*** Records supplied ***
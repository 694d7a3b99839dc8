//! Todo CRUD on behalf of an authenticated principal.

use std::sync::Arc;
use std::time::Duration;

use tracing::info;

use todo_auth::Principal;
use todo_core::config::AppConfig;
use todo_core::error::AppError;
use todo_core::result::AppResult;
use todo_core::traits::AttachmentStore;
use todo_database::repositories::TodoStore;
use todo_entity::todo::{CreateTodo, TodoItem, UpdateTodo};

/// Tunables read once from configuration.
#[derive(Debug, Clone, Copy, PartialEq, Eq)]
pub struct TodoSettings {
    /// Lifetime of pre-signed upload URLs.
    pub upload_url_expiration: Duration,
    /// Reject update/delete/attach on items owned by someone else.
    pub enforce_ownership: bool,
}

impl TodoSettings {
    /// Settings from the loaded application configuration.
    pub fn from_config(config: &AppConfig) -> Self {
        Self {
            upload_url_expiration: Duration::from_secs(
                config.attachments.signed_url_expiration_seconds,
            ),
            enforce_ownership: config.todos.enforce_ownership,
        }
    }
}

impl Default for TodoSettings {
    fn default() -> Self {
        Self {
            upload_url_expiration: Duration::from_secs(300),
            enforce_ownership: false,
        }
    }
}

/// Manages todo items and their attachments.
#[derive(Debug, Clone)]
pub struct TodoService {
    /// Item store.
    pub(crate) store: Arc<dyn TodoStore>,
    /// Attachment object store.
    pub(crate) attachments: Arc<dyn AttachmentStore>,
    pub(crate) settings: TodoSettings,
}

impl TodoService {
    /// Creates a new todo service.
    pub fn new(
        store: Arc<dyn TodoStore>,
        attachments: Arc<dyn AttachmentStore>,
        settings: TodoSettings,
    ) -> Self {
        Self {
            store,
            attachments,
            settings,
        }
    }

    /// Creates an item owned by `principal`.
    pub async fn create_todo(
        &self,
        principal: &Principal,
        req: CreateTodo,
    ) -> AppResult<TodoItem> {
        let user_id = principal.user_id();
        info!(user_id, name = %req.name, "Creating todo");

        let item = TodoItem::new(user_id, req);
        self.store.put(&item).await?;

        info!(user_id, todo_id = %item.todo_id, "Todo created");
        Ok(item)
    }

    /// Lists every item owned by `principal`.
    pub async fn list_todos(&self, principal: &Principal) -> AppResult<Vec<TodoItem>> {
        let user_id = principal.user_id();
        info!(user_id, "Listing todos");

        let items = self.store.query_by_owner(user_id).await?;

        info!(user_id, count = items.len(), "Todos listed");
        Ok(items)
    }

    /// Overwrites name, due date and completion flag of `todo_id`.
    pub async fn update_todo(
        &self,
        principal: &Principal,
        todo_id: &str,
        req: UpdateTodo,
    ) -> AppResult<()> {
        let user_id = principal.user_id();
        info!(user_id, todo_id, "Updating todo");

        self.check_ownership(principal, todo_id).await?;
        self.store.update(todo_id, &req).await?;

        info!(user_id, todo_id, "Todo updated");
        Ok(())
    }

    /// Deletes `todo_id`. Deleting a missing item succeeds.
    pub async fn delete_todo(&self, principal: &Principal, todo_id: &str) -> AppResult<()> {
        let user_id = principal.user_id();
        info!(user_id, todo_id, "Deleting todo");

        self.check_ownership(principal, todo_id).await?;
        self.store.delete(todo_id).await?;

        info!(user_id, todo_id, "Todo deleted");
        Ok(())
    }

    /// Fails with `Authorization` when ownership is enforced and the item
    /// belongs to another subject. Missing items pass.
    ///
    /// The read is not atomic with the write that follows it: an item
    /// deleted and re-created under the same ID by another subject in
    /// between is not detected. IDs are random v4 UUIDs, so this needs a
    /// caller that already knows the foreign ID.
    pub(crate) async fn check_ownership(
        &self,
        principal: &Principal,
        todo_id: &str,
    ) -> AppResult<()> {
        if !self.settings.enforce_ownership {
            return Ok(());
        }

        match self.store.find_by_id(todo_id).await? {
            Some(item) if !item.is_owned_by(principal.user_id()) => Err(AppError::authorization(
                format!("Todo {todo_id} belongs to another user"),
            )),
            _ => Ok(()),
        }
    }
}
//! Integration tests for bearer-token authentication and the authorizer endpoint.

mod helpers;

use axum::http::StatusCode;
use serde_json::json;

#[tokio::test]
async fn test_missing_header_is_unauthorized() {
    let app = helpers::TestApp::new();

    let response = app.request("GET", "/api/todos", None, None).await;
    assert_eq!(response.status, StatusCode::UNAUTHORIZED);
    assert_eq!(response.body["error"], "UNAUTHORIZED");
}

#[tokio::test]
async fn test_header_without_bearer_prefix_is_unauthorized() {
    let app = helpers::TestApp::new();
    let token = helpers::token_for("u1");

    let response = app
        .request_with_header("GET", "/api/todos", None, Some(&format!("Token {token}")))
        .await;
    assert_eq!(response.status, StatusCode::UNAUTHORIZED);

    let response = app
        .request_with_header("GET", "/api/todos", None, Some(&token))
        .await;
    assert_eq!(response.status, StatusCode::UNAUTHORIZED);
}

#[tokio::test]
async fn test_lowercase_bearer_is_accepted() {
    let app = helpers::TestApp::new();
    let token = helpers::token_for("u1");

    let response = app
        .request_with_header("GET", "/api/todos", None, Some(&format!("bearer {token}")))
        .await;
    assert_eq!(response.status, StatusCode::OK);
}

#[tokio::test]
async fn test_wrongly_signed_token_is_unauthorized() {
    let app = helpers::TestApp::new();
    let token = helpers::foreign_token_for("u1");

    let response = app
        .request(
            "POST",
            "/api/todos",
            Some(json!({ "name": "Sneaky" })),
            Some(&token),
        )
        .await;
    assert_eq!(response.status, StatusCode::UNAUTHORIZED);
    assert!(app.store.is_empty());
}

#[tokio::test]
async fn test_expired_token_is_unauthorized() {
    let app = helpers::TestApp::new();
    let token = helpers::expired_token_for("u1");

    let response = app.request("GET", "/api/todos", None, Some(&token)).await;
    assert_eq!(response.status, StatusCode::UNAUTHORIZED);
}

#[tokio::test]
async fn test_authorizer_allows_valid_token() {
    let app = helpers::TestApp::new();
    let token = helpers::token_for("google-oauth2|1234");

    let response = app
        .request(
            "POST",
            "/api/authorize",
            Some(json!({
                "type": "TOKEN",
                "authorizationToken": format!("Bearer {token}"),
                "methodArn": "arn:aws:execute-api:us-east-1:123456789012:abc/dev/GET/todos",
            })),
            None,
        )
        .await;

    assert_eq!(response.status, StatusCode::OK);
    assert_eq!(
        response.body,
        json!({
            "principalId": "google-oauth2|1234",
            "policyDocument": {
                "Version": "2012-10-17",
                "Statement": [{
                    "Action": "execute-api:Invoke",
                    "Effect": "Allow",
                    "Resource": "*"
                }]
            }
        })
    );
}

#[tokio::test]
async fn test_authorizer_denies_bad_tokens_with_ok_status() {
    let app = helpers::TestApp::new();
    let foreign = helpers::foreign_token_for("u1");

    for authorization in [
        json!(format!("Bearer {foreign}")),
        json!("Basic dXNlcjpwYXNz"),
        json!(null),
    ] {
        let response = app
            .request(
                "POST",
                "/api/authorize",
                Some(json!({
                    "type": "TOKEN",
                    "authorizationToken": authorization,
                    "methodArn": "arn:aws:execute-api:us-east-1:123456789012:abc/dev/GET/todos",
                })),
                None,
            )
            .await;

        assert_eq!(response.status, StatusCode::OK);
        assert_eq!(response.body["principalId"], "user");
        assert_eq!(
            response.body["policyDocument"]["Statement"][0]["Effect"],
            "Deny"
        );
    }
}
*** End of Records supplied ***
• Activity:
Only one number is wanted: how many lines in the records above contain the string "execute".

• Answer to this problem:
3